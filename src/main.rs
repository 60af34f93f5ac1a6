use anyhow::Result;
use clap::Parser;
use tracing::{info, warn};

use drift_watcher::config::AppConfig;
use drift_watcher::fetcher::ChromeFetcher;
use drift_watcher::notifier::WebhookNotifier;
use drift_watcher::pipeline::{self, RunContext};
use drift_watcher::run_lock::RunLock;
use drift_watcher::store::Store;

/// One pipeline run per invocation; scheduling lives outside (cron).
#[derive(Parser, Debug)]
#[command(name = "drift-watcher", version, about)]
struct Cli {
    /// Override the configured alert threshold (percent drop / match score)
    #[arg(long)]
    threshold: Option<f64>,
}

#[tokio::main]
async fn main() -> Result<()> {
    dotenvy::dotenv().ok();

    // Initialize tracing
    tracing_subscriber::fmt()
        .with_env_filter(
            tracing_subscriber::EnvFilter::from_default_env()
                .add_directive("drift_watcher=info".parse()?),
        )
        .init();

    let cli = Cli::parse();
    let mut config = AppConfig::from_env()?;
    if let Some(threshold) = cli.threshold {
        config.tracker.threshold = threshold.abs();
    }

    info!(
        targets = config.targets.len(),
        threshold = config.tracker.threshold,
        "starting run"
    );

    let _lock = RunLock::acquire(&config.database.lock_path)?;
    let store = Store::open(&config.database.url).await?;
    let fetcher = ChromeFetcher::new(config.fetcher.clone())?;
    let notifier = WebhookNotifier::new(&config.notifications);

    let ctx = RunContext {
        store: &store,
        fetcher: &fetcher,
        notifier: &notifier,
        config: &config,
    };

    let summary = pipeline::run(&ctx).await?;

    if summary.targets_skipped > 0 || summary.store_failed > 0 {
        warn!(
            targets_skipped = summary.targets_skipped,
            store_failed = summary.store_failed,
            "run finished with partial results"
        );
    }
    info!(
        fetched = summary.fetched,
        extracted = summary.extracted,
        new = summary.new,
        updated = summary.updated,
        unchanged = summary.unchanged,
        skipped_malformed = summary.skipped_malformed,
        alerted = summary.alerted,
        alert_suppressed = summary.alert_suppressed,
        notify_failed = summary.notify_failed,
        "run complete"
    );

    Ok(())
}
use std::fs::{self, OpenOptions};
use std::io::Write;
use std::path::PathBuf;

use crate::utils::error::{AppError, Result};

/// Cross-process guard against overlapping runs. The scheduler is expected
/// to serialize invocations; this catches the case where it does not, since
/// two concurrent runs against one store would corrupt classification.
///
/// Created with create-new semantics, removed on drop. A crashed run leaves
/// the file behind; the operator removes it after confirming no run is live
/// (the file records the holder's pid).
pub struct RunLock {
    path: PathBuf,
}

impl RunLock {
    pub fn acquire(path: impl Into<PathBuf>) -> Result<Self> {
        let path = path.into();
        if let Some(parent) = path.parent() {
            if !parent.as_os_str().is_empty() {
                fs::create_dir_all(parent)?;
            }
        }

        let mut file = OpenOptions::new()
            .write(true)
            .create_new(true)
            .open(&path)
            .map_err(|e| {
                if e.kind() == std::io::ErrorKind::AlreadyExists {
                    AppError::RunLocked(path.display().to_string())
                } else {
                    AppError::Io(e)
                }
            })?;

        let _ = writeln!(file, "{}", std::process::id());
        Ok(Self { path })
    }
}

impl Drop for RunLock {
    fn drop(&mut self) {
        let _ = fs::remove_file(&self.path);
    }
}
use chrono::{DateTime, Utc};
use serde::{Deserialize, Serialize};

use crate::models::{Listing, ListingKind, ListingStatus, ListingValue};

/// A raw listing extracted from one page, before dedup and classification.
/// `value` is `None` when the container carried something that looked like a
/// listing but its tracked quantity did not parse; the change detector
/// decides what to do with those (never overwrite a known-good value).
#[derive(Debug, Clone, Serialize, Deserialize, PartialEq)]
pub struct Candidate {
    pub id: String,
    pub kind: ListingKind,
    pub title: String,
    pub category: String,
    pub url: String,
    pub value: Option<ListingValue>,
}

impl Candidate {
    /// Materialize a candidate into a listing row carrying `value`.
    pub fn into_listing(
        self,
        value: &ListingValue,
        status: ListingStatus,
        first_seen_at: DateTime<Utc>,
        last_seen_at: DateTime<Utc>,
    ) -> Result<Listing, serde_json::Error> {
        Ok(Listing {
            id: self.id,
            kind: self.kind,
            title: self.title,
            category: self.category,
            url: self.url,
            value_json: value.to_json()?,
            status,
            first_seen_at,
            last_seen_at,
        })
    }
}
──────────────────────────────
* **WHAT YOU NEED TO DO**:
Each line of the listing is to be printed again, unchanged.

* **RESULT**:
filename src/main.rs
repository 60af34f93f5ac1a6
use anyhow::Result;
use clap::Parser;
use tracing::{info, warn};

use drift_watcher::config::AppConfig;
use drift_watcher::fetcher::ChromeFetcher;
use drift_watcher::notifier::WebhookNotifier;
use drift_watcher::pipeline::{self, RunContext};
use drift_watcher::run_lock::RunLock;
use drift_watcher::store::Store;

/// One pipeline run per invocation; scheduling lives outside (cron).
#[derive(Parser, Debug)]
#[command(name = "drift-watcher", version, about)]
struct Cli {
    /// Override the configured alert threshold (percent drop / match score)
    #[arg(long)]
    threshold: Option<f64>,
}

#[tokio::main]
async fn main() -> Result<()> {
    dotenvy::dotenv().ok();

    // Initialize tracing
    tracing_subscriber::fmt()
        .with_env_filter(
            tracing_subscriber::EnvFilter::from_default_env()
                .add_directive("drift_watcher=info".parse()?),
        )
        .init();

    let cli = Cli::parse();
    let mut config = AppConfig::from_env()?;
    if let Some(threshold) = cli.threshold {
        config.tracker.threshold = threshold.abs();
    }

    info!(
        targets = config.targets.len(),
        threshold = config.tracker.threshold,
        "starting run"
    );

    let _lock = RunLock::acquire(&config.database.lock_path)?;
    let store = Store::open(&config.database.url).await?;
    let fetcher = ChromeFetcher::new(config.fetcher.clone())?;
    let notifier = WebhookNotifier::new(&config.notifications);

    let ctx = RunContext {
        store: &store,
        fetcher: &fetcher,
        notifier: &notifier,
        config: &config,
    };

    let summary = pipeline::run(&ctx).await?;

    if summary.targets_skipped > 0 || summary.store_failed > 0 {
        warn!(
            targets_skipped = summary.targets_skipped,
            store_failed = summary.store_failed,
            "run finished with partial results"
        );
    }
    info!(
        fetched = summary.fetched,
        extracted = summary.extracted,
        new = summary.new,
        updated = summary.updated,
        unchanged = summary.unchanged,
        skipped_malformed = summary.skipped_malformed,
        alerted = summary.alerted,
        alert_suppressed = summary.alert_suppressed,
        notify_failed = summary.notify_failed,
        "run complete"
    );

    Ok(())
}
use std::fs::{self, OpenOptions};
use std::io::Write;
use std::path::PathBuf;

use crate::utils::error::{AppError, Result};

/// Cross-process guard against overlapping runs. The scheduler is expected
/// to serialize invocations; this catches the case where it does not, since
/// two concurrent runs against one store would corrupt classification.
///
/// Created with create-new semantics, removed on drop. A crashed run leaves
/// the file behind; the operator removes it after confirming no run is live
/// (the file records the holder's pid).
pub struct RunLock {
    path: PathBuf,
}

impl RunLock {
    pub fn acquire(path: impl Into<PathBuf>) -> Result<Self> {
        let path = path.into();
        if let Some(parent) = path.parent() {
            if !parent.as_os_str().is_empty() {
                fs::create_dir_all(parent)?;
            }
        }

        let mut file = OpenOptions::new()
            .write(true)
            .create_new(true)
            .open(&path)
            .map_err(|e| {
                if e.kind() == std::io::ErrorKind::AlreadyExists {
                    AppError::RunLocked(path.display().to_string())
                } else {
                    AppError::Io(e)
                }
            })?;

        let _ = writeln!(file, "{}", std::process::id());
        Ok(Self { path })
    }
}

impl Drop for RunLock {
    fn drop(&mut self) {
        let _ = fs::remove_file(&self.path);
    }
}
use chrono::{DateTime, Utc};
use serde::{Deserialize, Serialize};

use crate::models::{Listing, ListingKind, ListingStatus, ListingValue};

/// A raw listing extracted from one page, before dedup and classification.
/// `value` is `None` when the container carried something that looked like a
/// listing but its tracked quantity did not parse; the change detector
/// decides what to do with those (never overwrite a known-good value).
#[derive(Debug, Clone, Serialize, Deserialize, PartialEq)]
pub struct Candidate {
    pub id: String,
    pub kind: ListingKind,
    pub title: String,
    pub category: String,
    pub url: String,
    pub value: Option<ListingValue>,
}

impl Candidate {
    /// Materialize a candidate into a listing row carrying `value`.
    pub fn into_listing(
        self,
        value: &ListingValue,
        status: ListingStatus,
        first_seen_at: DateTime<Utc>,
        last_seen_at: DateTime<Utc>,
    ) -> Result<Listing, serde_json::Error> {
        Ok(Listing {
            id: self.id,
            kind: self.kind,
            title: self.title,
            category: self.category,
            url: self.url,
            value_json: value.to_json()?,
            status,
            first_seen_at,
            last_seen_at,
        })
    }
}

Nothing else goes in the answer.